The next three books are geared most specifically towards the business side of freelance writing. They are not absolutely essential to have, but I have found them to be useful in understanding writing as a business venture, rather than as purely a creative venture. I'm going to list them according to my preference. The first one is called Make a Real Living as a Freelance Writer: How to Win Top Writing Assignments by Jenna Glatzer (2004).
The goal of this book is guide the reader towards a full time career as a magazine writer; it is just as useful for someone like me who might work full time, but only earn part time wages, at least during the first couple of years of trying to enter the market. She really gives you an insider's view into the business, and also, she can be pretty funny too, which I appreciate. Right now, you can buy it new at Amazon for about $14, and, again, it's worth it, especially in conjunction with the two previous books.

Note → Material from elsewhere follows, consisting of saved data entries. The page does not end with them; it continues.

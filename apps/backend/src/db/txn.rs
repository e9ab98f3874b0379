use std::future::Future;
use std::pin::Pin;
use std::sync::Arc;

use actix_web::{HttpMessage, HttpRequest};
use sea_orm::{DatabaseConnection, DatabaseTransaction, TransactionTrait};

use super::{require_db, txn_policy};
use crate::error::AppError;
use crate::errors::domain::DomainError;
use crate::state::app_state::AppState;

/// Boxed future borrowed from a transaction for the duration of a unit of work.
pub type TxnFuture<'a, R, E> = Pin<Box<dyn Future<Output = Result<R, E>> + 'a>>;

/// A transaction injected into request extensions so handlers and extractors
/// run inside it instead of opening their own.
#[derive(Clone)]
pub struct SharedTxn(pub Arc<DatabaseTransaction>);

impl SharedTxn {
    pub async fn open(db: &DatabaseConnection) -> Result<Self, AppError> {
        Ok(Self(Arc::new(db.begin().await?)))
    }

    pub fn transaction(&self) -> &DatabaseTransaction {
        &self.0
    }

    pub fn from_req(req: &HttpRequest) -> Option<Self> {
        req.extensions().get::<SharedTxn>().cloned()
    }

    /// Roll back; fails if a clone is still alive somewhere.
    pub async fn rollback(self) -> Result<(), AppError> {
        match Arc::try_unwrap(self.0) {
            Ok(txn) => {
                txn.rollback().await?;
                Ok(())
            }
            Err(_) => Err(AppError::internal(
                "shared transaction still referenced at rollback",
            )),
        }
    }
}

/// Execute `f` within a request transaction.
///
/// 1) SharedTxn in request extensions → use it (no commit/rollback here)
/// 2) Otherwise → begin, run, apply the txn policy on Ok, roll back on Err
pub async fn with_txn<R, F>(
    req: Option<&HttpRequest>,
    state: &AppState,
    f: F,
) -> Result<R, AppError>
where
    F: for<'a> FnOnce(&'a DatabaseTransaction) -> TxnFuture<'a, R, AppError>,
{
    // Clone out of extensions before awaiting so no RefCell borrow is held.
    let shared_txn = req.and_then(SharedTxn::from_req);

    if let Some(shared) = shared_txn {
        return f(shared.transaction()).await;
    }

    let txn = require_db(state)?.begin().await?;
    let out = f(&txn).await;

    match out {
        Ok(val) => {
            match txn_policy::current() {
                txn_policy::TxnPolicy::CommitOnOk => txn.commit().await?,
                txn_policy::TxnPolicy::RollbackOnOk => txn.rollback().await?,
            }
            Ok(val)
        }
        Err(err) => {
            // Best-effort rollback; preserve original error
            let _ = txn.rollback().await;
            Err(err)
        }
    }
}

/// Run `f` as one atomic unit nested under `conn`.
///
/// On a connection this is a real transaction; on a transaction it is a
/// savepoint, so the unit rolls back on its own without poisoning the outer
/// request transaction. Commits regardless of the request txn policy.
pub async fn with_nested_txn<C, R, F>(conn: &C, f: F) -> Result<R, DomainError>
where
    C: TransactionTrait,
    F: for<'a> FnOnce(&'a DatabaseTransaction) -> TxnFuture<'a, R, DomainError>,
{
    let txn = conn.begin().await?;
    match f(&txn).await {
        Ok(val) => {
            txn.commit().await?;
            Ok(val)
        }
        Err(err) => {
            let _ = txn.rollback().await;
            Err(err)
        }
    }
}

The second book is similar to Ms. Glatzer's book and it's called Six Figure Freelancing: The Writer's Guide To Making More Money by Kelly James-Enger (2005). Obviously, this book is about full time freelancing. Ms. James-Enger started out as a lawyer, no mean feat in itself, and then quit her job to become a full-time freelance writer. She went from earning $17,000 her first year to earning more that $100,000 her sixth year. I've only gotten a third of the way through this book and it is good so far, though her style is serious and not as funny as Ms. Glatzer's style. Still, I'm am going to read it through and learn all I can from her very business like approach to her career. You can buy her book new on Amazon for about $11.
The last book I bought is called Writer Profits: "How I Got the Gig" Volume 1 : 15 Writers Tell How They Get Paying Gigs--and How YOU Can, Too", Edited by Susan M. Carter (2007). This book is a little uneven in its presentation, but still interesting because it gives you a view into different writers' approaches to writing. Some are full time workers, some part time and some do it for the love of it. Some write books, other write for magazines, some are technical writers, etc... There's a lot of practical advice given out from each writer and, not surprisingly, the styles vary from one to another. You can get it new from Amazon for $15 or new from other sellers on Amazon for just under $8.
Basically, what I'm getting out of these books is that earning money from writing is not an easy thing, you have to work at it the way you have to work at any job or career. But it is possible if you apply yourself and get very practical. You have to have a good attitude too. It is way too easy to get negative. Don't do that! I'm learning how to identify when I get negative and what I say to myself in those moods. Being negative is a waste of time, but it will happen, just don't let it take hold of you. Most of the authors of these books I'm reading say flat out, you WILL be rejected, over and over again. The key is not to stop trying. If one market doesn't respond to you, then try another. So have some faith in yourself, that's what I'm working on right now.